When we find out this morning that the refrigerator seems to be fine, we set out for for the Petrified Forest hike on the far west side of the park. It is about a 5 mile drive down dirt roads. Best to check road conditions with the visitor center if you don’t have a high clearance vehicle.
We are ogling the scenery when about half way there David spies something white out in the grass off to the side.
We were just talking about the wildlife we had seen and listing the ones we haven’t seen or would like to see closer. Coyote, elk, pronghorn. It’s like our wish was his command. Well not really but it was a seriously terrific start to a fabulous day.
What a face!!
We watch him for a while and he seems to be watching us although we are a long way from him so far away in the grasses. But apparently our having stopped has made him alert. We’ve found this several times, that if we just keep moving wildlife sort of ignore us. But if we stop they think better of it.

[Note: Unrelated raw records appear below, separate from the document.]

//! Rough token estimates.

use crate::providers::Message;

/// Counts whitespace-separated words. A cheap stand-in for a tokenizer.
pub fn count_tokens(text: &str) -> usize {
    text.split_whitespace().count()
}

/// Estimated tokens across all message contents.
pub fn count_history_tokens(messages: &[Message]) -> usize {
    messages.iter().map(|m| count_tokens(&m.content)).sum()
}
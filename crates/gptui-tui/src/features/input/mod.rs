//! Message editor.

mod text_buffer;

use crossterm::event::{KeyCode, KeyEvent, KeyModifiers};
pub use text_buffer::TextBuffer;

/// What a key did to the editor.
#[derive(Debug, Clone, Copy, PartialEq, Eq)]
pub enum InputAction {
    /// Key not used by the editor.
    Ignored,
    /// Text or cursor changed.
    Edited,
    /// Enter pressed in single-line mode.
    Submit,
}

/// Editor state: buffer plus the multi-line toggle.
#[derive(Debug, Clone, Default)]
pub struct InputState {
    pub buffer: TextBuffer,
    /// When set, Enter inserts a newline instead of sending.
    pub multiline: bool,
}

impl InputState {
    pub fn with_text(text: &str) -> Self {
        let mut state = Self::default();
        state.buffer.set_text(text);
        state
    }

    pub fn toggle_multiline(&mut self) {
        self.multiline = !self.multiline;
    }

    pub fn handle_key(&mut self, key: KeyEvent) -> InputAction {
        if key.code == KeyCode::Enter {
            if self.multiline || key.modifiers.contains(KeyModifiers::ALT) {
                self.buffer.insert_newline();
                return InputAction::Edited;
            }
            return InputAction::Submit;
        }

        if self.buffer.input(key) {
            InputAction::Edited
        } else {
            InputAction::Ignored
        }
    }

    pub fn paste(&mut self, text: &str) {
        self.buffer.insert_str(text);
    }
}
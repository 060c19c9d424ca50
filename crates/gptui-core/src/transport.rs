//! Minimal HTTP transport shared by API clients.
//!
//! Holds the base URL and the request timeout. The timeout applies to
//! regular calls only; streaming calls are long-lived and never get one.

use std::fmt;
use std::time::Duration;

use bytes::Bytes;
use futures_util::{Stream, StreamExt};
use reqwest::Method;
use reqwest::header::HeaderMap;
use serde::Serialize;

/// Standard User-Agent header for gptui API requests.
pub const USER_AGENT: &str = concat!("gptui/", env!("CARGO_PKG_VERSION"));

/// Category of a transport failure.
#[derive(Debug, Clone, Copy, PartialEq, Eq)]
pub enum TransportErrorKind {
    /// Request or read exceeded the configured timeout
    Timeout,
    /// Could not connect to the server
    Connect,
    /// The request could not be built or sent
    Request,
    /// Reading the response body failed
    Body,
}

impl fmt::Display for TransportErrorKind {
    fn fmt(&self, f: &mut fmt::Formatter<'_>) -> fmt::Result {
        match self {
            TransportErrorKind::Timeout => write!(f, "timeout"),
            TransportErrorKind::Connect => write!(f, "connect"),
            TransportErrorKind::Request => write!(f, "request"),
            TransportErrorKind::Body => write!(f, "body"),
        }
    }
}

/// Connection-level failure. No HTTP status was (fully) received.
#[derive(Debug, Clone, PartialEq, Eq)]
pub struct TransportError {
    pub kind: TransportErrorKind,
    pub message: String,
}

impl TransportError {
    pub fn new(kind: TransportErrorKind, message: impl Into<String>) -> Self {
        Self {
            kind,
            message: message.into(),
        }
    }

    fn from_reqwest(e: &reqwest::Error) -> Self {
        if e.is_timeout() {
            Self::new(TransportErrorKind::Timeout, format!("Request timed out: {e}"))
        } else if e.is_connect() {
            Self::new(TransportErrorKind::Connect, format!("Connection failed: {e}"))
        } else if e.is_body() || e.is_decode() {
            Self::new(TransportErrorKind::Body, format!("Failed to read response: {e}"))
        } else if e.is_request() || e.is_builder() {
            Self::new(TransportErrorKind::Request, format!("Request error: {e}"))
        } else {
            Self::new(TransportErrorKind::Request, format!("Network error: {e}"))
        }
    }
}

impl fmt::Display for TransportError {
    fn fmt(&self, f: &mut fmt::Formatter<'_>) -> fmt::Result {
        write!(f, "{}", self.message)
    }
}

impl std::error::Error for TransportError {}

/// A single request, relative to the transport's base URL.
#[derive(Debug, Clone)]
pub struct HttpRequest {
    method: Method,
    path: String,
    headers: Vec<(&'static str, String)>,
    body: Option<Vec<u8>>,
    streaming: bool,
}

impl HttpRequest {
    pub fn new(method: Method, path: impl Into<String>) -> Self {
        Self {
            method,
            path: path.into(),
            headers: Vec::new(),
            body: None,
            streaming: false,
        }
    }

    pub fn post(path: impl Into<String>) -> Self {
        Self::new(Method::POST, path)
    }

    #[must_use]
    pub fn header(mut self, name: &'static str, value: impl Into<String>) -> Self {
        self.headers.push((name, value.into()));
        self
    }

    /// Serializes `value` as the JSON body.
    ///
    /// # Errors
    /// Returns an error if `value` cannot be serialized.
    pub fn json<T: Serialize>(mut self, value: &T) -> Result<Self, serde_json::Error> {
        self.body = Some(serde_json::to_vec(value)?);
        Ok(self)
    }

    /// Marks the request as long-lived so the transport timeout is skipped.
    #[must_use]
    pub fn streaming(mut self) -> Self {
        self.streaming = true;
        self
    }

    pub fn path(&self) -> &str {
        &self.path
    }

    pub fn headers(&self) -> &[(&'static str, String)] {
        &self.headers
    }

    pub fn body(&self) -> Option<&[u8]> {
        self.body.as_deref()
    }

    pub fn is_streaming(&self) -> bool {
        self.streaming
    }
}

/// Status, headers and an unread body.
pub struct HttpResponse {
    inner: reqwest::Response,
}

impl HttpResponse {
    pub fn status(&self) -> u16 {
        self.inner.status().as_u16()
    }

    pub fn headers(&self) -> &HeaderMap {
        self.inner.headers()
    }

    /// Reads the whole body as text.
    ///
    /// # Errors
    /// Returns an error if the body cannot be read.
    pub async fn text(self) -> Result<String, TransportError> {
        self.inner
            .text()
            .await
            .map_err(|e| TransportError::from_reqwest(&e))
    }

    /// Consumes the response as a stream of body chunks.
    pub fn bytes_stream(self) -> impl Stream<Item = Result<Bytes, TransportError>> + Unpin {
        self.inner
            .bytes_stream()
            .map(|chunk| chunk.map_err(|e| TransportError::from_reqwest(&e)))
    }
}

/// HTTP transport with a base URL and an optional timeout.
#[derive(Debug, Clone)]
pub struct HttpTransport {
    http: reqwest::Client,
    base_url: String,
    timeout: Option<Duration>,
}

impl HttpTransport {
    pub fn new(base_url: impl Into<String>) -> Self {
        Self {
            http: reqwest::Client::new(),
            base_url: base_url.into(),
            timeout: None,
        }
    }

    #[must_use]
    pub fn with_timeout(mut self, timeout: Option<Duration>) -> Self {
        self.timeout = timeout;
        self
    }

    pub fn base_url(&self) -> &str {
        &self.base_url
    }

    pub fn timeout(&self) -> Option<Duration> {
        self.timeout
    }

    /// Sends one request. Single attempt, no retries.
    ///
    /// # Errors
    /// Returns an error if the request cannot be sent or no response arrives.
    pub async fn send(&self, request: HttpRequest) -> Result<HttpResponse, TransportError> {
        let url = join_url(&self.base_url, &request.path);
        tracing::debug!(method = %request.method, %url, streaming = request.streaming, "sending request");

        let mut builder = self
            .http
            .request(request.method, &url)
            .header("User-Agent", USER_AGENT);
        for (name, value) in request.headers {
            builder = builder.header(name, value);
        }
        if let Some(body) = request.body {
            builder = builder.body(body);
        }
        if !request.streaming
            && let Some(timeout) = self.timeout
        {
            builder = builder.timeout(timeout);
        }

        let inner = builder
            .send()
            .await
            .map_err(|e| TransportError::from_reqwest(&e))?;
        tracing::debug!(status = inner.status().as_u16(), "received response");
        Ok(HttpResponse { inner })
    }
}

/// Joins a base URL and a path with exactly one slash between them.
pub fn join_url(base: &str, path: &str) -> String {
    let base = base.trim_end_matches('/');
    let path = path.trim_start_matches('/');
    if path.is_empty() {
        base.to_string()
    } else {
        format!("{base}/{path}")
    }
}

#[cfg(test)]
mod tests {
    use super::*;

    #[test]
    fn test_join_url_single_slash() {
        assert_eq!(
            join_url("https://api.openai.com/v1", "/chat/completions"),
            "https://api.openai.com/v1/chat/completions"
        );
        assert_eq!(
            join_url("https://api.openai.com/v1/", "chat/completions"),
            "https://api.openai.com/v1/chat/completions"
        );
        assert_eq!(
            join_url("http://localhost:8080//", "//models"),
            "http://localhost:8080/models"
        );
    }

    #[test]
    fn test_join_url_empty_path() {
        assert_eq!(join_url("http://localhost/v1/", ""), "http://localhost/v1");
    }

    #[test]
    fn test_request_builder_options() {
        let request = HttpRequest::post("/chat/completions")
            .header("Authorization", "Bearer sk-test")
            .json(&serde_json::json!({"model": "m"}))
            .unwrap()
            .streaming();

        assert_eq!(request.path(), "/chat/completions");
        assert_eq!(
            request.headers(),
            &[("Authorization", "Bearer sk-test".to_string())]
        );
        assert_eq!(request.body(), Some(br#"{"model":"m"}"#.as_slice()));
        assert!(request.is_streaming());
    }

    #[test]
    fn test_transport_keeps_configuration() {
        let transport = HttpTransport::new("http://localhost:8080/v1")
            .with_timeout(Some(Duration::from_secs(30)));
        assert_eq!(transport.base_url(), "http://localhost:8080/v1");
        assert_eq!(transport.timeout(), Some(Duration::from_secs(30)));
        assert_eq!(HttpTransport::new("x").timeout(), None);
    }

    #[tokio::test]
    async fn test_send_connect_failure_is_classified() {
        // Port 9 (discard) on localhost is expected to refuse connections.
        let transport = HttpTransport::new("http://127.0.0.1:9")
            .with_timeout(Some(Duration::from_secs(5)));
        let Err(err) = transport.send(HttpRequest::post("/x")).await else {
            panic!("expected a transport error");
        };
        assert!(matches!(
            err.kind,
            TransportErrorKind::Connect | TransportErrorKind::Timeout | TransportErrorKind::Request
        ));
    }
}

At the parking lot they have this map of the trail. It begins at You Are Here and goes a half mile in until you need to decide which direction you wish to hike.
Although there is petrified wood all along this trail, I know, from Friday, that the largest number of specimens in one place are to the left.
If you are hiking the entire trail and know this you have to decide if you want the oh wows at the beginning or end of your hike.
We will go left on the little dotted line and almost to the bigger darker line which is the Maah Daah Hey Trail (ma da hey) Mandan for “an area that has been or will be around for a long time”. The entire Maah Daah Hey trail is 110 miles long. Only part of it traverses the park. You would follow it about half way down to the first little dotted line going right to hike the entire Petrified Forest Trail.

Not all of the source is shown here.